Since 1995, Portland has funded the independent Regional Arts and Culture Council to provide arts education and advocacy, and to administer grant funding to local artists. Last week Commissioner Dan Ryan told RACC the city wants to do that work itself. The city provides over $6 million of RACC’s $7.5 million budget and will let that contract expire at the end of the year. Carol Tatch, one of the Co-Executive Directors of RACC, and Debby Garman, RACC Board Chair, join us to talk about what’s next for RACC, and what they think city arts funding should look like.
Note: This transcript was computer generated and edited by a volunteer.

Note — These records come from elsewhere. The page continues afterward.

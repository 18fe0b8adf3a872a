//! Error types for progress chart rendering

use std::path::PathBuf;
use thiserror::Error;

#[derive(Debug, Error)]
pub enum ChartError {
    #[error("cannot allocate a {width}x{height} chart")]
    Canvas { width: u32, height: u32 },

    #[error("failed to create chart directory {path}")]
    CreateDir {
        path: PathBuf,
        #[source]
        source: std::io::Error,
    },

    #[error("failed to encode chart {path}: {reason}")]
    Encode { path: PathBuf, reason: String },

    #[error("failed to write chart {path}")]
    WriteFile {
        path: PathBuf,
        #[source]
        source: std::io::Error,
    },
}
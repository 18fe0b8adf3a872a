//! Storage module for the marathon state document.
//!
//! The whole document is rewritten as JSON on every change. Files written by
//! earlier versions of the timer (`state.json`) load unchanged.

mod document;
mod error;
mod store;

pub use document::{MarathonDocument, StageRecord};
pub use error::StorageError;
pub use store::StateStore;

use std::path::PathBuf;

/// Default directory for timer data: `~/.local/share/fractal-timer/`.
/// Falls back to the working directory when no data dir is known.
pub fn data_dir() -> PathBuf {
    dirs::data_local_dir()
        .map(|dir| dir.join("fractal-timer"))
        .unwrap_or_else(|| PathBuf::from("."))
}

/// Default marathon state file path
pub fn default_state_path() -> PathBuf {
    data_dir().join("state.json")
}
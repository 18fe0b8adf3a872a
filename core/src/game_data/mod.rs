mod error;
mod fractals;
mod registry;

/// Game map identifier as reported by the link's `map_id`
pub type ZoneId = u32;

/// 1-based position in a marathon sequence
pub type StageNumber = u32;

pub use error::RegistryError;
pub use fractals::{FIRST_CHALLENGE_STAGE, FRACTAL_ZONES, FractalInfo, STAGE_COUNT, get_fractal_info};
pub use registry::ZoneRegistry;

Dave Miller: From the Gert Boyle Studio at OPB, this is Think Out Loud. I’m Dave Miller. We turn now to a seismic event in the Portland area arts community. Last week, Portland Commissioner Dan Ryan announced that the city was going to end its contract with RACC. That’s the Regional Arts and Culture Council. For nearly 30 years, Portland has been the main funder of the nonprofit, which in turn has been one of the main arts and culture grant makers in the region. Now it seems Portland is going to disperse arts tax money on its own. Where that leaves RACC remains to be seen. I’m joined now by Carol Tatch, who’s RACC’s co-executive director and the chief of external operations and Debby Garman, who is the treasurer and interim chair of the Board. Welcome to you both.
Carol Tatch: Hello, Dave.
Debby Garman: Thank you.
Miller: Carol Tatch, first. As Willamette Week wrote, the writing was on the wall for months. Some members of the Arts Council might argue for years that the city would pull its support from the Council. Did you basically know this was coming?

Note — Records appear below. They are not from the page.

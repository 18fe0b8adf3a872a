//! Zone registry
//!
//! Immutable lookup from map ID to display name and hosted stages, plus the
//! inverse stage → map index. Built once and shared behind an `Arc`.

use hashbrown::HashMap;
use std::sync::{Arc, LazyLock};

use super::error::RegistryError;
use super::fractals::FRACTAL_ZONES;
use super::{StageNumber, ZoneId};

static FRACTAL_REGISTRY: LazyLock<Arc<ZoneRegistry>> = LazyLock::new(|| {
    let mut registry = ZoneRegistry::new();
    for (zone, info) in FRACTAL_ZONES.entries() {
        if let Err(e) = registry.insert(*zone, info.name, info.stages) {
            tracing::error!(error = %e, zone = *zone, name = info.name, "Fractal zone entry rejected");
        }
    }
    Arc::new(registry)
});

#[derive(Debug, Clone, Default)]
pub struct ZoneRegistry {
    names: HashMap<ZoneId, String>,
    stages: HashMap<ZoneId, Vec<StageNumber>>,
    stage_zone: HashMap<StageNumber, ZoneId>,
}

impl ZoneRegistry {
    pub fn new() -> Self {
        Self::default()
    }

    /// The Fractals of the Mists registry (scales 1-100 plus CM 99/100)
    pub fn fractals() -> Arc<ZoneRegistry> {
        Arc::clone(&FRACTAL_REGISTRY)
    }

    /// Build a registry from `(zone, name, stages)` entries.
    pub fn from_entries<'a, I>(entries: I) -> Result<Self, RegistryError>
    where
        I: IntoIterator<Item = (ZoneId, &'a str, &'a [StageNumber])>,
    {
        let mut registry = Self::new();
        for (zone, name, stages) in entries {
            registry.insert(zone, name, stages)?;
        }
        Ok(registry)
    }

    /// Register a zone. Stage numbers must not already belong to another zone.
    pub fn insert(
        &mut self,
        zone: ZoneId,
        name: &str,
        stages: &[StageNumber],
    ) -> Result<(), RegistryError> {
        if self.names.contains_key(&zone) {
            return Err(RegistryError::DuplicateZone { zone });
        }
        for stage in stages {
            if let Some(&existing) = self.stage_zone.get(stage) {
                return Err(RegistryError::DuplicateStage {
                    stage: *stage,
                    existing,
                    zone,
                });
            }
        }

        let mut sorted = stages.to_vec();
        sorted.sort_unstable();
        sorted.dedup();

        for stage in &sorted {
            self.stage_zone.insert(*stage, zone);
        }
        self.names.insert(zone, name.to_string());
        self.stages.insert(zone, sorted);
        Ok(())
    }

    /// Display name for a zone, `None` if the zone is not tracked
    pub fn name_of(&self, zone: ZoneId) -> Option<&str> {
        self.names.get(&zone).map(String::as_str)
    }

    /// Stages hosted by a zone in ascending order (empty if untracked)
    pub fn stages_of(&self, zone: ZoneId) -> &[StageNumber] {
        self.stages.get(&zone).map(Vec::as_slice).unwrap_or(&[])
    }

    pub fn zone_of_stage(&self, stage: StageNumber) -> Option<ZoneId> {
        self.stage_zone.get(&stage).copied()
    }

    pub fn is_tracked(&self, zone: ZoneId) -> bool {
        self.names.contains_key(&zone)
    }

    pub fn len(&self) -> usize {
        self.names.len()
    }

    pub fn is_empty(&self) -> bool {
        self.names.is_empty()
    }

    pub fn stage_count(&self) -> usize {
        self.stage_zone.len()
    }
}

#[cfg(test)]
mod tests {
    use super::*;
    use crate::game_data::STAGE_COUNT;

    #[test]
    fn test_fractal_registry_covers_every_stage() {
        let registry = ZoneRegistry::fractals();
        assert_eq!(registry.stage_count(), STAGE_COUNT);
        for stage in 1..=STAGE_COUNT as StageNumber {
            assert!(
                registry.zone_of_stage(stage).is_some(),
                "stage {stage} has no zone"
            );
        }
        assert_eq!(registry.zone_of_stage(0), None);
        assert_eq!(registry.zone_of_stage(103), None);
    }

    #[test]
    fn test_fractal_table_has_distinct_stages() {
        let entries = FRACTAL_ZONES
            .entries()
            .map(|(zone, info)| (*zone, info.name, info.stages));
        let registry = ZoneRegistry::from_entries(entries).expect("fractal table is valid");
        assert_eq!(registry.len(), 18);
    }

    #[test]
    fn test_fractal_lookups() {
        let registry = ZoneRegistry::fractals();
        assert_eq!(registry.name_of(956), Some("Aetherblade"));
        assert_eq!(registry.stages_of(956), &[14, 46, 65, 71, 96]);
        assert_eq!(registry.zone_of_stage(1), Some(954));
        assert_eq!(registry.zone_of_stage(101), Some(1177));
        assert_eq!(registry.zone_of_stage(102), Some(1205));
        assert!(registry.is_tracked(1267));
    }

    #[test]
    fn test_untracked_zone() {
        let registry = ZoneRegistry::fractals();
        assert_eq!(registry.name_of(999), None);
        assert!(registry.stages_of(999).is_empty());
        assert!(!registry.is_tracked(999));
    }

    #[test]
    fn test_insert_rejects_shared_stage() {
        let mut registry = ZoneRegistry::new();
        registry.insert(1, "First", &[1, 3]).unwrap();
        let err = registry.insert(2, "Second", &[2, 3]).unwrap_err();
        assert_eq!(
            err,
            RegistryError::DuplicateStage {
                stage: 3,
                existing: 1,
                zone: 2
            }
        );
        // Rejected zone leaves no partial state behind
        assert!(!registry.is_tracked(2));
        assert_eq!(registry.zone_of_stage(2), None);
    }

    #[test]
    fn test_insert_rejects_duplicate_zone() {
        let mut registry = ZoneRegistry::new();
        registry.insert(1, "First", &[1]).unwrap();
        assert_eq!(
            registry.insert(1, "Again", &[2]),
            Err(RegistryError::DuplicateZone { zone: 1 })
        );
    }

    #[test]
    fn test_insert_sorts_stages() {
        let mut registry = ZoneRegistry::new();
        registry.insert(7, "Zone", &[9, 2, 5]).unwrap();
        assert_eq!(registry.stages_of(7), &[2, 5, 9]);
    }

    #[test]
    fn test_shared_registry_matches_checked_build() {
        let entries = FRACTAL_ZONES
            .entries()
            .map(|(zone, info)| (*zone, info.name, info.stages));
        let checked = ZoneRegistry::from_entries(entries).unwrap();
        let shared = ZoneRegistry::fractals();

        assert_eq!(shared.len(), checked.len());
        assert_eq!(shared.stage_count(), checked.stage_count());
        for stage in 1..=STAGE_COUNT as StageNumber {
            assert_eq!(shared.zone_of_stage(stage), checked.zone_of_stage(stage));
        }
    }
}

Tatch: I would say we have been aware of certain tensions with the Regional Arts and Culture Council in the city of Portland. And we have leaned into the limits of our ability to address them. Primarily, RACC sits in this space through an intergovernmental agreement, signed 28 years ago with various facets of the Portland metro government space. And since that time and through a contract, we have been leading this city and Multnomah County, Clackamas County, Washington County, Metro, in a space in the city of Portland, in a space of coming to understand what’s needed in the arts and culture landscape, how and what our artists and creatives need and literally have been doing this for nearly 30 years. That work has only gotten better. Many in the community come up to me and say how finally they have the RACC that they’ve always wanted, that they have an organization that is responsive to what’s happening out there. We center community in all of the work that we do, all of our decisions are made by community reviewers who are paid.

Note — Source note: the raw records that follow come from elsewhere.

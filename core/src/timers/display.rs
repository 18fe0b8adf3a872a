use std::fmt;

use super::Timestamp;

/// What a timer shows after every operation: total run time, the current
/// instance label, and time spent in the current instance. Fields are empty
/// until they have a meaningful value.
#[derive(Debug, Clone, Default, PartialEq, Eq)]
pub struct DisplayTriple {
    pub total: String,
    pub label: String,
    pub instance: String,
}

impl fmt::Display for DisplayTriple {
    fn fmt(&self, f: &mut fmt::Formatter<'_>) -> fmt::Result {
        write!(f, "{} | {} | {}", self.total, self.label, self.instance)
    }
}

/// Format `end - start` as `H:MM:SS`, prefixed with a day count past 24h.
/// Negative spans (clock moved backwards) show as zero.
pub fn format_elapsed(start: Timestamp, end: Timestamp) -> String {
    format_duration(end.saturating_sub(start))
}

pub fn format_duration(secs: i64) -> String {
    let secs = secs.max(0);
    let days = secs / 86_400;
    let hours = (secs % 86_400) / 3_600;
    let minutes = (secs % 3_600) / 60;
    let seconds = secs % 60;

    match days {
        0 => format!("{hours}:{minutes:02}:{seconds:02}"),
        1 => format!("1 day, {hours}:{minutes:02}:{seconds:02}"),
        _ => format!("{days} days, {hours}:{minutes:02}:{seconds:02}"),
    }
}
mod config;
mod error;

pub use config::{APP_NAME, AppConfig, CONFIG_NAME, DEFAULT_POLL_INTERVAL_MS};
pub use error::ConfigError;
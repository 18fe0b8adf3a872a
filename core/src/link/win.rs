//! Named file mapping link (Windows)

use windows::Win32::Foundation::{BOOL, CloseHandle, HANDLE};
use windows::Win32::System::Memory::{
    FILE_MAP_READ, MEMORY_MAPPED_VIEW_ADDRESS, MapViewOfFile, OpenFileMappingW, UnmapViewOfFile,
};
use windows::core::{HSTRING, PCWSTR};

use super::{IDENTITY_LEN, IDENTITY_OFFSET, LINK_SIZE, LinkError, ZoneSource, parse_identity};
use crate::game_data::ZoneId;

pub struct MumbleLink {
    name: String,
    handle: HANDLE,
    view: MEMORY_MAPPED_VIEW_ADDRESS,
}

// The view is only read through `&mut self`.
unsafe impl Send for MumbleLink {}

impl MumbleLink {
    /// Open the named mapping read-only. Fails if the game has not created it.
    pub fn open(name: &str) -> Result<Self, LinkError> {
        let wide = HSTRING::from(name);
        let handle = unsafe { OpenFileMappingW(FILE_MAP_READ.0, BOOL(0), PCWSTR(wide.as_ptr())) }
            .map_err(|e| LinkError::Unavailable {
                name: name.to_string(),
                source: std::io::Error::other(e.to_string()),
            })?;

        let view = unsafe { MapViewOfFile(handle, FILE_MAP_READ, 0, 0, LINK_SIZE) };
        if view.Value.is_null() {
            let source = std::io::Error::last_os_error();
            unsafe {
                let _ = CloseHandle(handle);
            }
            return Err(LinkError::Map {
                name: name.to_string(),
                source,
            });
        }

        tracing::info!(region = %name, size = LINK_SIZE, "Opened game link");
        Ok(Self {
            name: name.to_string(),
            handle,
            view,
        })
    }

    pub fn name(&self) -> &str {
        &self.name
    }
}

impl ZoneSource for MumbleLink {
    fn current_zone(&mut self) -> Result<ZoneId, LinkError> {
        let identity = unsafe {
            let base = self.view.Value as *const u8;
            std::slice::from_raw_parts(base.add(IDENTITY_OFFSET), IDENTITY_LEN).to_vec()
        };
        parse_identity(&identity)
    }
}

impl Drop for MumbleLink {
    fn drop(&mut self) {
        unsafe {
            let _ = UnmapViewOfFile(self.view);
            let _ = CloseHandle(self.handle);
        }
    }
}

So we, really RACC is that space and is what the Intergovernmental Agreement relied on. At the same time, we’ve seen the city of Portland move into a space of increasing autonomy, primarily around how the dollars are spent and where they go. We continue to meet and exceed metrics through our contract with the city. So, again, we sit in the space of just, one not really understanding, since we are doing what we were lifted up to do, and have continued to do, in increasingly more valuable ways, that sit in the space of using private dollars and public dollars in ways that really support community the way it needs to be.
So, yeah, there’s some surprise. However, I would say because of the lessening of the attachments and the conversations, not really being able to have deep engagement with either Commissioner Rubio or Commissioner Ryan and their teams, to see us their space. We have not had a meeting with Commissioner Ryan, that we have set in his portfolio since January 1st…
Miller: And if I could just be clear, so you did request meetings?
Tatch: Yes. Oh yeah. January 1st, as soon as we found out that he was our new Arts Commissioner, I sent an email inviting that conversation, as we did with Commissioner Rubio. And again, there’s that ongoing effort to even be in a space where we can have collaboration and conversations.
Miller: Was there any reply?
Tatch: Just no meetings with the commissioner, the one our board requested from our May board meeting was the one that was on Friday, which was not a meeting with the commissioner. The commissioner read off a statement. There was very little engagement around why, our boards and RACCs placement and his space as the city Arts and Culture Commissioner. So no, we still need a space. We have not had that meeting, though asked for repeatedly.
Miller: Debby Garman, in announcing the break with RACC, after the end of the current fiscal year, meaning June 30th, 2024, Commissioner Dan Ryan said this: “This new model will enable the city to work with multiple service providers, establish stronger performance measures and reduce its investment in loosely defined administration and overhead expenses.” As the treasurer of the board, I’d like to give you a chance to respond to that.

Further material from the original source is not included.